Da www.formiche.net: “Ma Hamas non è solo i missili lanciati verso Israele: l’organizzazione è molto di più. Il riferimento non va alla sezione “welfare” e a quelle dedicate ai programmi sociali – tanti organi di propaganda, quanto attività di sostentamento alla popolazione di Gaza – ma è diretto alle varie ramificazioni della struttura militare. A cominciare, per esempio, dal sistema di approvvigionamento armi e di addestramento (Al-Mujahiddin alFilastinun), per continuare con il Jehaz Amam, un servizio segreto interno finalizzato al controspionaggio. Poi ci sono i combattenti, secondo le stime israeliane sarebbero qualche centinaio, tutti stipendiati. Una struttura organizzata – lontana dalla spontaneità – il cui bilancio fu stimato nel 2009 dal Council of Foreign Relations in 70 milioni di dollari all’anno. Invece il bilancio pubblico di Gaza è di circa 500 milioni, e viste le ristrettezze economiche, molto spesso dipendenti pubblici, maestri, medici, eccetera, restano senza stipendio: i combattenti mai”.
Attaccare Israele da parte di Hamas in questo frangente è stata una follia, che sta pagando duramente il popolo palestinese. La reazione del Paese della stella di David al lancio di missili è stata esagerata e spropositata. E’ vero che Hamas si è fatto scudo delle strutture civili, schierando armi nei quartieri popolari, però esiste, viste le tecnologie che dispone, un modo diverso e meno devastante di neutralizzare il nemico. Si ha l’impressione che questo nuovo Paese di origini antiche non abbia in seria considerazione la vita degli altri e troppe volte usi le bombe deficienti. Sono stato a Cana nel sud del Libano nel 2007 e anche lì negli anni precedenti vi era stata una strage operata dall’aviazione israeliana, che aveva bombardato un Centro di Raccolta e operativo delle Nazioni Unite, uccidendo decine di ragazzi e altrettanti di donne e anziani che li si erano rifugiati. Sono in possesso di decine di foto della strage che non ho mai pubblicato.
Israele non deve dimenticare, che nei sondaggi promossi da molti istituti europei sulla stabilità del Medio Oriente e sui conflitti con i Palestinesi la sua immagine non ne esce bene. Si fa un bel dire di domande fatte in modo sbagliato o del numero esiguo degli intervistati. Purtroppo quasi la metà degli europei hanno la percezione che Israele sia fonte di instabilità dell’area medio orientale e che il livello di democrazia di quel Paese non sia ai massimi livelli.
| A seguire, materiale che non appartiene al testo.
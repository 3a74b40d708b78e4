//! Application-wide constants and default configuration values
//!
//! Every tunable here is only a default: the matching field in `Config`
//! overrides it at runtime.

/// Default timeout for HTTP requests in seconds
pub const DEFAULT_HTTP_TIMEOUT_SECONDS: u64 = 30;

/// Maximum number of connections per host in the HTTP client pool
pub const HTTP_POOL_MAX_IDLE_PER_HOST: usize = 16;

/// User agent sent with every provider request
pub const DEFAULT_USER_AGENT: &str = concat!("sports_ratings/", env!("CARGO_PKG_VERSION"));

/// Cache TTL (Time To Live) values in seconds
pub mod cache_ttl {
    /// TTL for blended rating bundles (1 hour)
    pub const RATINGS_BUNDLE_SECONDS: u64 = 3600;

    /// TTL for team analytics results (15 minutes)
    pub const ANALYTICS_SECONDS: u64 = 900;
}

/// LRU capacities for the in-process caches
pub mod cache_capacity {
    pub const RATINGS_BUNDLES: usize = 512;
    pub const ANALYTICS: usize = 512;
}

/// Box score fetching
pub mod box_score {
    /// Timeout for each ancillary sub-document of a box score (seconds)
    pub const SUB_FETCH_TIMEOUT_SECONDS: u64 = 10;
}

/// Environment variable names
pub mod env_vars {
    /// Override for the SQLite database path
    pub const DB_PATH: &str = "SPORTS_RATINGS_DB_PATH";

    /// Override for the log file path
    pub const LOG_FILE: &str = "SPORTS_RATINGS_LOG_FILE";

    /// Override for the HTTP timeout in seconds
    pub const HTTP_TIMEOUT: &str = "SPORTS_RATINGS_HTTP_TIMEOUT";

    /// Override for the scoreboard endpoint
    pub const SCOREBOARD_URL: &str = "SPORTS_RATINGS_SCOREBOARD_URL";
}

/// Job queue retry configuration
pub mod retry {
    /// Default number of worker tasks
    pub const WORKERS: usize = 4;

    /// Maximum number of retry attempts for a failed job
    pub const MAX_ATTEMPTS: u32 = 3;

    /// Base delay for exponential backoff (milliseconds)
    pub const BASE_DELAY_MS: u64 = 1000;

    /// Maximum delay between retries (seconds)
    pub const MAX_DELAY_SECONDS: u64 = 60;
}

/// Win probability and spread calibration defaults
pub mod prediction {
    /// Logistic scale for Elo-class ratings
    pub const ELO_SCALE: f64 = 400.0;

    /// Logistic scale for the composite power index
    pub const POWER_INDEX_SCALE: f64 = 10.0;

    /// Points of spread per Elo point
    pub const ELO_POINTS_PER_RATING: f64 = 1.0 / 25.0;

    /// Points of spread per power index point
    pub const POWER_INDEX_POINTS_PER_RATING: f64 = 1.0;

    pub const PROBABILITY_PRECISION: u32 = 4;
    pub const SPREAD_PRECISION: u32 = 1;
}

/// Analytics engine defaults
pub mod analytics {
    pub const DEFAULT_WINDOW: usize = 5;
    pub const MOVING_AVERAGE_WINDOWS: [usize; 2] = [3, 5];
    pub const DEFAULT_PRECISION: u32 = 1;
    pub const TRACKED_METRICS: [&str; 4] = ["total_yards", "rushing_yards", "passing_yards", "points"];

    /// Trend thresholds: slope as percent of the window mean, per game
    pub const TREND_STRONG_PCT: f64 = 5.0;
    pub const TREND_MODERATE_PCT: f64 = 2.0;
    pub const TREND_SLIGHT_PCT: f64 = 0.5;

    /// Momentum thresholds: percent change between recent and oldest pairs
    pub const MOMENTUM_STRONG_PCT: f64 = 10.0;
    pub const MOMENTUM_MILD_PCT: f64 = 3.0;

    /// Coefficient of variation bands (percent)
    pub const CV_VERY_CONSISTENT: f64 = 5.0;
    pub const CV_CONSISTENT: f64 = 10.0;
    pub const CV_MODERATE: f64 = 20.0;
}

/// Validation limits applied to scraped values
pub mod validation {
    /// Maximum plausible score for a single team
    pub const MAX_TEAM_SCORE: i64 = 250;

    /// Maximum length for team names
    pub const MAX_TEAM_NAME_LENGTH: usize = 80;

    /// Maximum decimal places for rounded outputs; beyond this `f64` rounding overflows
    pub const MAX_DECIMAL_PLACES: u32 = 12;
}
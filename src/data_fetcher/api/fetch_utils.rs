//! Generic HTTP fetching utilities with error classification

use reqwest::Client;
use serde::de::DeserializeOwned;
use tracing::{debug, error, info, instrument};

use crate::error::AppError;

/// Fetches a URL and returns the response body as text.
///
/// One request per call. Transient failures (429, 5xx, timeouts, refused
/// connections) come back as retryable `AppError` variants; retrying is up
/// to the task queue.
///
/// # Arguments
/// * `client` - HTTP client for making requests
/// * `url` - URL to fetch data from
#[instrument(skip(client))]
pub async fn fetch_text(client: &Client, url: &str) -> Result<String, AppError> {
    info!("Fetching data from URL: {url}");

    let response = client.get(url).send().await.map_err(|e| {
        error!("Request failed for URL {}: {}", url, e);
        if e.is_timeout() {
            AppError::network_timeout(url)
        } else if e.is_connect() {
            AppError::network_connection(url, e.to_string())
        } else {
            AppError::ApiFetch(e)
        }
    })?;

    let status = response.status();
    debug!("Response status: {status}");

    if !status.is_success() {
        let status_code = status.as_u16();
        let reason = status.canonical_reason().unwrap_or("Unknown error");

        error!("HTTP {} - {} (URL: {})", status_code, reason, url);

        return Err(match status_code {
            404 => AppError::api_not_found(url),
            429 => AppError::api_rate_limit(reason, url),
            400..=499 => AppError::api_client_error(status_code, reason, url),
            502 | 503 => AppError::api_service_unavailable(status_code, reason, url),
            _ => AppError::api_server_error(status_code, reason, url),
        });
    }

    let response_text = response.text().await.map_err(|e| {
        error!("Failed to read response text from URL {}: {}", url, e);
        AppError::ApiFetch(e)
    })?;

    debug!("Response length: {} bytes", response_text.len());
    Ok(response_text)
}

/// Fetches a URL and deserializes the JSON body into `T`.
///
/// Parse failures are classified: an empty body is `ApiNoData`, a body that
/// is not JSON at all is `ApiMalformedJson`, anything else is
/// `ApiUnexpectedStructure`.
#[instrument(skip(client))]
pub async fn fetch_json<T: DeserializeOwned>(client: &Client, url: &str) -> Result<T, AppError> {
    let response_text = fetch_text(client, url).await?;
    parse_json(&response_text, url)
}

pub(crate) fn parse_json<T: DeserializeOwned>(response_text: &str, url: &str) -> Result<T, AppError> {
    match serde_json::from_str::<T>(response_text) {
        Ok(parsed) => Ok(parsed),
        Err(e) => {
            error!("Failed to parse API response: {} (URL: {})", e, url);
            error!(
                "Response text (first 200 chars): {}",
                response_text.chars().take(200).collect::<String>()
            );

            if response_text.trim().is_empty() {
                Err(AppError::api_no_data("Response body is empty", url))
            } else if !response_text.trim_start().starts_with('{')
                && !response_text.trim_start().starts_with('[')
            {
                Err(AppError::api_malformed_json(
                    "Response is not valid JSON",
                    url,
                ))
            } else {
                Err(AppError::api_unexpected_structure(e.to_string(), url))
            }
        }
    }
}
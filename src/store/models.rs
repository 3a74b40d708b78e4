use chrono::{DateTime, NaiveDate, Utc};
use serde::{Deserialize, Serialize};
use std::collections::BTreeMap;
use std::fmt;
use std::str::FromStr;

#[derive(Debug, Clone, Copy, PartialEq, Eq, Hash, PartialOrd, Ord, Serialize, Deserialize)]
#[serde(transparent)]
pub struct TeamId(pub i64);

#[derive(Debug, Clone, Copy, PartialEq, Eq, Hash, PartialOrd, Ord, Serialize, Deserialize)]
#[serde(transparent)]
pub struct GameId(pub i64);

impl fmt::Display for TeamId {
    fn fmt(&self, f: &mut fmt::Formatter<'_>) -> fmt::Result {
        write!(f, "{}", self.0)
    }
}

impl fmt::Display for GameId {
    fn fmt(&self, f: &mut fmt::Formatter<'_>) -> fmt::Result {
        write!(f, "{}", self.0)
    }
}

/// Independent rating systems tracked per team and season.
#[derive(Debug, Clone, Copy, PartialEq, Eq, Hash, PartialOrd, Ord, Serialize, Deserialize)]
#[serde(rename_all = "snake_case")]
pub enum RatingSystem {
    /// Elo-class rating updated game by game
    Elo,
    /// Composite power index
    PowerIndex,
    /// Proprietary poll/computer ranking
    Ranking,
    /// Advanced efficiency metric
    Efficiency,
    StrengthOfSchedule,
}

impl RatingSystem {
    pub const ALL: [RatingSystem; 5] = [
        RatingSystem::Elo,
        RatingSystem::PowerIndex,
        RatingSystem::Ranking,
        RatingSystem::Efficiency,
        RatingSystem::StrengthOfSchedule,
    ];

    pub fn as_str(&self) -> &'static str {
        match self {
            RatingSystem::Elo => "elo",
            RatingSystem::PowerIndex => "power_index",
            RatingSystem::Ranking => "ranking",
            RatingSystem::Efficiency => "efficiency",
            RatingSystem::StrengthOfSchedule => "strength_of_schedule",
        }
    }
}

impl fmt::Display for RatingSystem {
    fn fmt(&self, f: &mut fmt::Formatter<'_>) -> fmt::Result {
        f.write_str(self.as_str())
    }
}

impl FromStr for RatingSystem {
    type Err = String;

    fn from_str(s: &str) -> Result<Self, Self::Err> {
        RatingSystem::ALL
            .into_iter()
            .find(|system| system.as_str().eq_ignore_ascii_case(s.trim()))
            .ok_or_else(|| format!("unknown rating system '{s}'"))
    }
}

#[derive(Debug, Clone, PartialEq, Serialize, Deserialize)]
pub struct Team {
    pub id: TeamId,
    pub name: String,
    pub abbreviation: Option<String>,
    pub conference: Option<String>,
    pub division: Option<String>,
    pub color: Option<String>,
    pub alt_color: Option<String>,
    pub logo_url: Option<String>,
}

/// Team as supplied by the administrative import, keyed by name.
#[derive(Debug, Clone, Default, PartialEq, Serialize, Deserialize)]
pub struct NewTeam {
    pub name: String,
    #[serde(default)]
    pub abbreviation: Option<String>,
    #[serde(default)]
    pub conference: Option<String>,
    #[serde(default)]
    pub division: Option<String>,
    #[serde(default)]
    pub color: Option<String>,
    #[serde(default)]
    pub alt_color: Option<String>,
    #[serde(default)]
    pub logo_url: Option<String>,
    /// Alternate spellings, provider-agnostic
    #[serde(default)]
    pub aliases: Vec<String>,
}

impl NewTeam {
    pub fn named(name: impl Into<String>) -> Self {
        Self {
            name: name.into(),
            ..Default::default()
        }
    }
}

#[derive(Debug, Clone, PartialEq, Eq, Serialize, Deserialize)]
pub struct Alias {
    pub team_id: TeamId,
    pub alias: String,
    /// Provider tag, empty for aliases valid for every source
    pub source: String,
}

#[derive(Debug, Clone, PartialEq, Serialize, Deserialize)]
pub struct Game {
    pub id: GameId,
    pub external_id: Option<String>,
    pub season: i32,
    pub week: Option<u32>,
    pub game_date: NaiveDate,
    pub home_team_id: TeamId,
    pub away_team_id: TeamId,
    pub home_score: Option<i64>,
    pub away_score: Option<i64>,
    pub completed: bool,
    pub venue: Option<String>,
}

impl Game {
    pub fn involves(&self, team_id: TeamId) -> bool {
        self.home_team_id == team_id || self.away_team_id == team_id
    }

    pub fn final_score(&self) -> Option<(i64, i64)> {
        match (self.completed, self.home_score, self.away_score) {
            (true, Some(home), Some(away)) => Some((home, away)),
            _ => None,
        }
    }
}

/// Observed game fields. `None` means "not observed": the stored value is kept.
#[derive(Debug, Clone, PartialEq, Serialize, Deserialize)]
pub struct GameUpsert {
    pub season: i32,
    pub game_date: NaiveDate,
    pub home_team_id: TeamId,
    pub away_team_id: TeamId,
    pub external_id: Option<String>,
    pub week: Option<u32>,
    pub home_score: Option<i64>,
    pub away_score: Option<i64>,
    pub completed: Option<bool>,
    pub venue: Option<String>,
}

impl GameUpsert {
    pub fn new(season: i32, game_date: NaiveDate, home: TeamId, away: TeamId) -> Self {
        Self {
            season,
            game_date,
            home_team_id: home,
            away_team_id: away,
            external_id: None,
            week: None,
            home_score: None,
            away_score: None,
            completed: None,
            venue: None,
        }
    }
}

#[derive(Debug, Clone, Default, PartialEq)]
pub struct GameFilter {
    pub season: Option<i32>,
    pub week: Option<u32>,
    pub from: Option<NaiveDate>,
    pub to: Option<NaiveDate>,
    pub team_id: Option<TeamId>,
    pub completed: Option<bool>,
}

#[derive(Debug, Clone, PartialEq, Serialize, Deserialize)]
pub struct RatingSnapshot {
    pub team_id: TeamId,
    pub system: RatingSystem,
    pub season: i32,
    /// `None` for a season-level value
    pub week: Option<u32>,
    pub value: f64,
    pub offense: Option<f64>,
    pub defense: Option<f64>,
    pub rank: Option<u32>,
    /// System-specific extra fields
    pub extra: Option<serde_json::Value>,
}

impl RatingSnapshot {
    pub fn new(team_id: TeamId, system: RatingSystem, season: i32, value: f64) -> Self {
        Self {
            team_id,
            system,
            season,
            week: None,
            value,
            offense: None,
            defense: None,
            rank: None,
            extra: None,
        }
    }
}

#[derive(Debug, Clone, Default, PartialEq)]
pub struct RatingFilter {
    pub team_id: Option<TeamId>,
    pub system: Option<RatingSystem>,
    pub season: Option<i32>,
}

#[derive(Debug, Clone, PartialEq, Serialize, Deserialize)]
pub struct RecentGameStatLine {
    pub team_id: TeamId,
    pub game_id: GameId,
    pub game_date: NaiveDate,
    pub opponent_team_id: Option<TeamId>,
    pub metrics: BTreeMap<String, f64>,
}

impl RecentGameStatLine {
    pub fn metric(&self, name: &str) -> Option<f64> {
        self.metrics.get(name).copied()
    }
}

#[derive(Debug, Clone, Copy, PartialEq, Eq, Serialize, Deserialize)]
#[serde(rename_all = "snake_case")]
pub enum Favorite {
    Home,
    Away,
    /// Exactly even: no favorite declared
    Push,
}

impl Favorite {
    pub fn as_str(&self) -> &'static str {
        match self {
            Favorite::Home => "home",
            Favorite::Away => "away",
            Favorite::Push => "push",
        }
    }
}

impl FromStr for Favorite {
    type Err = String;

    fn from_str(s: &str) -> Result<Self, Self::Err> {
        match s {
            "home" => Ok(Favorite::Home),
            "away" => Ok(Favorite::Away),
            "push" => Ok(Favorite::Push),
            other => Err(format!("unknown favorite '{other}'")),
        }
    }
}

#[derive(Debug, Clone, PartialEq, Serialize, Deserialize)]
pub struct HypotheticalPrediction {
    pub game_id: GameId,
    pub home_team_id: TeamId,
    pub away_team_id: TeamId,
    pub home_rating_a: f64,
    pub away_rating_a: f64,
    pub home_rating_b: f64,
    pub away_rating_b: f64,
    pub home_win_probability: f64,
    /// Expected home margin in points; negative when the away side is favored
    pub spread: f64,
    pub favored: Favorite,
    pub favored_team_id: Option<TeamId>,
    /// Set once the game is final; `None` while pending or for a push/tie
    pub correct: Option<bool>,
    pub created_at: DateTime<Utc>,
    pub updated_at: DateTime<Utc>,
}
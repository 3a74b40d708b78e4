use std::path::Path;

const APP_DIR: &str = "sports_ratings";

/// Returns the platform-specific path for the config file.
///
/// # Notes
/// - Uses platform-specific config directory (e.g., ~/.config on Linux)
/// - Falls back to current directory if config directory is unavailable
pub fn get_config_path() -> String {
    dirs::config_dir()
        .unwrap_or_else(|| Path::new(".").to_path_buf())
        .join(APP_DIR)
        .join("config.toml")
        .to_string_lossy()
        .to_string()
}

/// Returns the platform-specific path for the log directory.
pub fn get_log_dir_path() -> String {
    dirs::config_dir()
        .unwrap_or_else(|| Path::new(".").to_path_buf())
        .join(APP_DIR)
        .join("logs")
        .to_string_lossy()
        .to_string()
}

/// Returns the default SQLite database location under the platform data directory.
pub fn get_default_db_path() -> String {
    dirs::data_dir()
        .unwrap_or_else(|| Path::new(".").to_path_buf())
        .join(APP_DIR)
        .join("sports_ratings.db")
        .to_string_lossy()
        .to_string()
}
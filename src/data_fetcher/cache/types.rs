//! Cache entry with TTL support

use std::time::{Duration, Instant};
use tracing::debug;

/// A cached value stamped with its insertion time and lifetime
#[derive(Debug, Clone)]
pub struct CachedEntry<V> {
    pub data: V,
    pub cached_at: Instant,
    pub ttl: Duration,
}

impl<V> CachedEntry<V> {
    /// Creates a new cache entry that lives for `ttl`
    pub fn new(data: V, ttl: Duration) -> Self {
        Self {
            data,
            cached_at: Instant::now(),
            ttl,
        }
    }

    /// Checks if the entry has outlived its TTL
    pub fn is_expired(&self) -> bool {
        let age = self.cached_at.elapsed();
        let is_expired = age > self.ttl;

        debug!(
            "Cache expiration check: age={:?}, ttl={:?}, is_expired={}",
            age, self.ttl, is_expired
        );

        is_expired
    }

    /// Gets the TTL duration for this cache entry
    pub fn get_ttl(&self) -> Duration {
        self.ttl
    }

    /// Gets the remaining time until expiration
    pub fn time_until_expiry(&self) -> Duration {
        self.ttl.saturating_sub(self.cached_at.elapsed())
    }
}

#[cfg(test)]
mod tests {
    use super::*;

    #[test]
    fn test_fresh_entry_is_not_expired() {
        let entry = CachedEntry::new(42, Duration::from_secs(60));
        assert!(!entry.is_expired());
        assert_eq!(entry.get_ttl(), Duration::from_secs(60));
        assert!(entry.time_until_expiry() <= Duration::from_secs(60));
    }

    #[test]
    fn test_zero_ttl_entry_expires() {
        let entry = CachedEntry::new("value", Duration::ZERO);
        std::thread::sleep(Duration::from_millis(5));
        assert!(entry.is_expired());
        assert_eq!(entry.time_until_expiry(), Duration::ZERO);
    }
}
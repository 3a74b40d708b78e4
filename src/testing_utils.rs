use chrono::NaiveDate;
use std::collections::BTreeMap;

use crate::data_fetcher::models::{RankingRecord, ScoreboardRecord};
use crate::error::AppError;
use crate::store::{
    GameId, GameUpsert, NewTeam, RatingSnapshot, RatingSystem, RecentGameStatLine, SqliteStore,
    Store, TeamId,
};

/// Test utilities for creating mock records and seeded stores
pub struct TestDataBuilder;

impl TestDataBuilder {
    /// Creates a team with provider-agnostic aliases
    pub fn team(name: &str, aliases: &[&str]) -> NewTeam {
        NewTeam {
            aliases: aliases.iter().map(|a| a.to_string()).collect(),
            ..NewTeam::named(name)
        }
    }

    /// Creates a completed scoreboard record
    pub fn final_scoreboard_record(
        external_id: &str,
        date: NaiveDate,
        home: &str,
        away: &str,
        home_score: i64,
        away_score: i64,
    ) -> ScoreboardRecord {
        ScoreboardRecord {
            external_id: Some(external_id.to_string()),
            date: Some(date),
            completed: Some(true),
            home_name: Some(home.to_string()),
            away_name: Some(away.to_string()),
            home_score: Some(home_score),
            away_score: Some(away_score),
            ..Default::default()
        }
    }

    /// Creates a scheduled, not yet played scoreboard record
    pub fn scheduled_scoreboard_record(date: NaiveDate, home: &str, away: &str) -> ScoreboardRecord {
        ScoreboardRecord {
            date: Some(date),
            completed: Some(false),
            home_name: Some(home.to_string()),
            away_name: Some(away.to_string()),
            ..Default::default()
        }
    }

    /// Creates a rating table row
    pub fn ranking_row(team: &str, rank: u32, value: f64) -> RankingRecord {
        RankingRecord {
            team_name: Some(team.to_string()),
            rank: Some(rank),
            value: Some(value),
            ..Default::default()
        }
    }

    /// Creates a stat line carrying a single metric
    pub fn stat_line(
        team_id: TeamId,
        game_id: GameId,
        game_date: NaiveDate,
        metric: &str,
        value: f64,
    ) -> RecentGameStatLine {
        RecentGameStatLine {
            team_id,
            game_id,
            game_date,
            opponent_team_id: None,
            metrics: BTreeMap::from([(metric.to_string(), value)]),
        }
    }

    /// Writes a value for every rating system; Elo and the power index get
    /// the given values, the rest a neutral 1.0.
    pub fn rate_every_system(
        store: &dyn Store,
        team_id: TeamId,
        season: i32,
        elo: f64,
        power_index: f64,
    ) -> Result<(), AppError> {
        for system in RatingSystem::ALL {
            let value = match system {
                RatingSystem::Elo => elo,
                RatingSystem::PowerIndex => power_index,
                _ => 1.0,
            };
            store.upsert_rating(&RatingSnapshot::new(team_id, system, season, value))?;
        }
        Ok(())
    }

    /// In-memory store with two teams and one scheduled game between them.
    /// Returns `(store, home, away, game)`.
    pub fn seeded_store() -> Result<(SqliteStore, TeamId, TeamId, GameId), AppError> {
        let store = SqliteStore::open_in_memory()?;
        let home = store.upsert_team(&Self::team("Georgia", &["UGA"]))?;
        let away = store.upsert_team(&Self::team("Alabama", &["Bama"]))?;
        let date = NaiveDate::from_ymd_opt(2024, 9, 28)
            .ok_or_else(|| AppError::datetime_parse_error("invalid fixture date"))?;
        let game = store.upsert_game(&GameUpsert::new(2024, date, home, away))?;
        Ok((store, home, away, game))
    }
}

#[cfg(test)]
mod tests {
    use super::*;

    #[test]
    fn test_seeded_store() {
        let (store, home, away, game) = TestDataBuilder::seeded_store().unwrap();
        let stored = store.game(game).unwrap().unwrap();
        assert_eq!(stored.home_team_id, home);
        assert_eq!(stored.away_team_id, away);
        assert_eq!(store.aliases().unwrap().len(), 2);
    }

    #[test]
    fn test_rate_every_system() {
        let (store, home, _, _) = TestDataBuilder::seeded_store().unwrap();
        TestDataBuilder::rate_every_system(&store, home, 2024, 1600.0, 5.0).unwrap();
        let elo = store.latest_rating(home, RatingSystem::Elo, 2024).unwrap().unwrap();
        assert_eq!(elo.value, 1600.0);
    }
}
Questo hanno detto i sondaggi del 2003, 2012. Quindi non rinviamo alla semplificazione dell’antisemitismo latente negli europei, che si ripropone periodicamente. Chi scrive è una persona che dedica molto tempo a ricordare la tragedia subita dagli ebrei nell’ultima guerra e si batte contro tutte le forme d’intolleranza e di razzismo.
Un discorso a parte meriterebbe l’Europa deficitaria di azioni politiche e incapace ad intraprendere iniziative che favoriscano la pacificazione e la sicurezza per Israeliani e Palestinesi. Ma parlare di Europa adesso significa parlare di Euro, banche, caciotte, cioccolata, quote latte e mucca pazza. Sono argomenti che conosco poco.